The only good news to come from such reports is that the majority of frauds can be prevented by identifying the methods used by fraudsters. The more victims know about a fraud, the less likely they are to fall for it.
There are 3 major ways a credit report can point to a problem tenant:
A tenant credit report, when used in conjunction with a completed rental application, can assist a landlord in verifying the identity of the rental applicant. A fraudster may not have access to the victim’s credit report, and therefore cannot accurately recreate that information on the rental application. Should the prospect try to use a false name, or misrepresent keys facts about their past, the credit report and the rental application may not match. The credit report also can link the applicant’s name, date of birth and SSN to confirm the individual’s identity. Before meeting the applicant, also view the applicant’s ID for later comparison.
The credit report offers details about the rental applicant’s financial habits and employment activities. This is a key indicator in determining whether they will pay rent reliably and on time. By viewing this credit history, a landlord can confirm that the tenant has a legitimate source of income. If the credit history is poor, a landlord can disqualify an applicant who has not been telling the truth about their credit-worthiness before they lose money from a bad tenant.
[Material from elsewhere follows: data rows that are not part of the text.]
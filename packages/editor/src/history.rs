//! # Undo/Redo History
//!
//! Linear snapshot history for one tree.
//!
//! ## Design
//!
//! - Every committed mutation records the tree state *before* it was applied
//! - Undo swaps the current tree for the most recent snapshot and keeps the
//!   current one for redo
//! - New commits clear the redo stack (no branching)
//! - Batches fold several commits into a single undo step
//!
//! Snapshots share structure with each other, so keeping many of them costs
//! roughly the size of what changed between them.
//!
//! ## Example
//!
//! ```rust,ignore
//! let mut history = History::new();
//!
//! let next = insert_at(&tree, &parent, 0, node);
//! history.record(tree.clone(), Some("Insert text"));
//! tree = next;
//!
//! if let Some(previous) = history.undo(&tree) {
//!     tree = previous;
//! }
//! ```

use pagecraft_model::Tree;

/// One undo (or redo) step
#[derive(Debug, Clone)]
pub struct HistoryEntry {
    pub snapshot: Tree,
    pub description: Option<String>,
}

#[derive(Debug)]
struct Batch {
    description: Option<String>,
    recorded: bool,
}

/// Undo/redo stacks of whole-tree snapshots
#[derive(Debug)]
pub struct History {
    /// Snapshots before each commit (most recent last)
    past: Vec<HistoryEntry>,

    /// Snapshots that were undone (most recent last)
    future: Vec<HistoryEntry>,

    /// Maximum number of undo levels (0 = unlimited)
    max_levels: usize,

    current_batch: Option<Batch>,
}

impl History {
    /// Create a history with default max levels (100)
    pub fn new() -> Self {
        Self::with_max_levels(100)
    }

    pub fn with_max_levels(max_levels: usize) -> Self {
        Self {
            past: Vec::new(),
            future: Vec::new(),
            max_levels,
            current_batch: None,
        }
    }

    /// Record the snapshot taken just before a committed mutation
    pub fn record(&mut self, prior: Tree, description: Option<&str>) {
        // new action invalidates future
        self.future.clear();

        let description = match &mut self.current_batch {
            Some(batch) => {
                // only the state before the first commit of a batch matters
                if batch.recorded {
                    return;
                }
                batch.recorded = true;
                batch.description.clone().or(description.map(str::to_string))
            }
            None => description.map(str::to_string),
        };

        self.push_past(HistoryEntry {
            snapshot: prior,
            description,
        });
    }

    fn push_past(&mut self, entry: HistoryEntry) {
        self.past.push(entry);

        if self.max_levels > 0 && self.past.len() > self.max_levels {
            self.past.remove(0);
        }
    }

    /// Start a batch: commits until `end_batch` undo as one step
    pub fn begin_batch(&mut self, description: Option<&str>) {
        self.current_batch = Some(Batch {
            description: description.map(str::to_string),
            recorded: false,
        });
    }

    pub fn end_batch(&mut self) {
        self.current_batch = None;
    }

    pub fn is_batching(&self) -> bool {
        self.current_batch.is_some()
    }

    /// Step back: returns the snapshot to make current, keeping `current`
    /// for redo. `None` when there is nothing to undo.
    pub fn undo(&mut self, current: &Tree) -> Option<Tree> {
        let entry = self.past.pop()?;
        self.reopen_batch();
        self.future.push(HistoryEntry {
            snapshot: current.clone(),
            description: entry.description.clone(),
        });
        Some(entry.snapshot)
    }

    /// Step forward again after an undo
    pub fn redo(&mut self, current: &Tree) -> Option<Tree> {
        let entry = self.future.pop()?;
        self.reopen_batch();
        self.past.push(HistoryEntry {
            snapshot: current.clone(),
            description: entry.description.clone(),
        });
        Some(entry.snapshot)
    }

    /// After stepping inside a batch, the next commit starts a fresh entry
    fn reopen_batch(&mut self) {
        if let Some(batch) = &mut self.current_batch {
            batch.recorded = false;
        }
    }

    pub fn can_undo(&self) -> bool {
        !self.past.is_empty()
    }

    pub fn can_redo(&self) -> bool {
        !self.future.is_empty()
    }

    pub fn undo_levels(&self) -> usize {
        self.past.len()
    }

    pub fn redo_levels(&self) -> usize {
        self.future.len()
    }

    /// Drop all history (e.g. after the document is replaced)
    pub fn clear(&mut self) {
        self.past.clear();
        self.future.clear();
        self.current_batch = None;
    }

    pub fn undo_description(&self) -> Option<&str> {
        self.past.last().and_then(|e| e.description.as_deref())
    }

    pub fn redo_description(&self) -> Option<&str> {
        self.future.last().and_then(|e| e.description.as_deref())
    }
}

impl Default for History {
    fn default() -> Self {
        Self::new()
    }
}

#[cfg(test)]
mod tests {
    use super::*;
    use pagecraft_model::Node;

    fn tree(label: &str) -> Tree {
        Tree::with_root(Node::new("root", "root").with_display_name(label))
    }

    fn label(tree: &Tree) -> &str {
        &tree.nodes[0].display_name
    }

    #[test]
    fn test_history_creation() {
        let history = History::new();
        assert_eq!(history.undo_levels(), 0);
        assert_eq!(history.redo_levels(), 0);
        assert!(!history.can_undo());
        assert!(!history.can_redo());
    }

    #[test]
    fn test_undo_redo_swap_snapshots() {
        let mut history = History::new();
        let v0 = tree("v0");
        let v1 = tree("v1");

        history.record(v0.clone(), Some("Rename"));
        assert_eq!(history.undo_description(), Some("Rename"));

        let undone = history.undo(&v1).unwrap();
        assert_eq!(label(&undone), "v0");
        assert_eq!(history.redo_levels(), 1);
        assert_eq!(history.redo_description(), Some("Rename"));

        let redone = history.redo(&undone).unwrap();
        assert_eq!(label(&redone), "v1");
        assert_eq!(history.undo_levels(), 1);
        assert_eq!(history.redo_levels(), 0);
    }

    #[test]
    fn test_empty_stacks_are_noops() {
        let mut history = History::new();
        let current = tree("v0");
        assert!(history.undo(&current).is_none());
        assert!(history.redo(&current).is_none());
    }

    #[test]
    fn test_new_record_clears_redo() {
        let mut history = History::new();
        history.record(tree("v0"), None);
        history.undo(&tree("v1"));
        assert_eq!(history.redo_levels(), 1);

        history.record(tree("v0"), None);
        assert_eq!(history.redo_levels(), 0);
    }

    #[test]
    fn test_batched_records() {
        let mut history = History::new();

        history.begin_batch(Some("Restyle"));
        history.record(tree("v0"), Some("width"));
        history.record(tree("v1"), Some("height"));
        history.end_batch();

        assert_eq!(history.undo_levels(), 1);
        assert_eq!(history.undo_description(), Some("Restyle"));

        let undone = history.undo(&tree("v2")).unwrap();
        assert_eq!(label(&undone), "v0");
    }

    #[test]
    fn test_max_levels_enforced() {
        let mut history = History::with_max_levels(2);
        for i in 0..3 {
            history.record(tree(&format!("v{}", i)), None);
        }
        assert_eq!(history.undo_levels(), 2);

        let undone = history.undo(&tree("v3")).unwrap();
        assert_eq!(label(&undone), "v2");
    }

    #[test]
    fn test_clear() {
        let mut history = History::new();
        history.record(tree("v0"), None);
        history.undo(&tree("v1"));
        history.record(tree("v0"), None);
        history.clear();
        assert!(!history.can_undo());
        assert!(!history.can_redo());
    }

    #[test]
    fn test_undo_inside_batch() {
        let mut history = History::new();
        history.begin_batch(Some("Experiment"));
        history.record(tree("v0"), None);

        let undone = history.undo(&tree("v1")).unwrap();
        assert_eq!(label(&undone), "v0");
        assert!(history.can_redo());

        // next commit inside the same batch still lands in history
        history.record(tree("v0"), None);
        history.record(tree("v2"), None);
        history.end_batch();

        assert!(!history.can_redo());
        assert_eq!(history.undo_levels(), 1);
        assert_eq!(history.undo_description(), Some("Experiment"));
        let undone = history.undo(&tree("v3")).unwrap();
        assert_eq!(label(&undone), "v0");
    }
}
If no credit history can be found, the landlord can look into possible reasons for the lack of credit to determine if the applicant has anything to hide.
A credit report also can be useful in catching a rental applicant who has not been forthcoming with damaging information about their rental history. For instance, a credit report often will include previous addresses associated with the applicant. If an address is not listed on the rental application, the landlord has the opportunity to find out why it was omitted, and to ask to speak with the previous landlord to uncover potential problems like an eviction or past due rent. Credit reports can also flag whether the rental applicant has used other names.
A credit report is an important tenant screening tool because it can flag potental problems. This allows the landlord the opportunity to follow up with the individual rental applicant to determine whether there is a reasonable explanation for any discrepancies, or perform additional due diligence, like back up documentation necessary to clarify any potential problems regarding an individual tenant.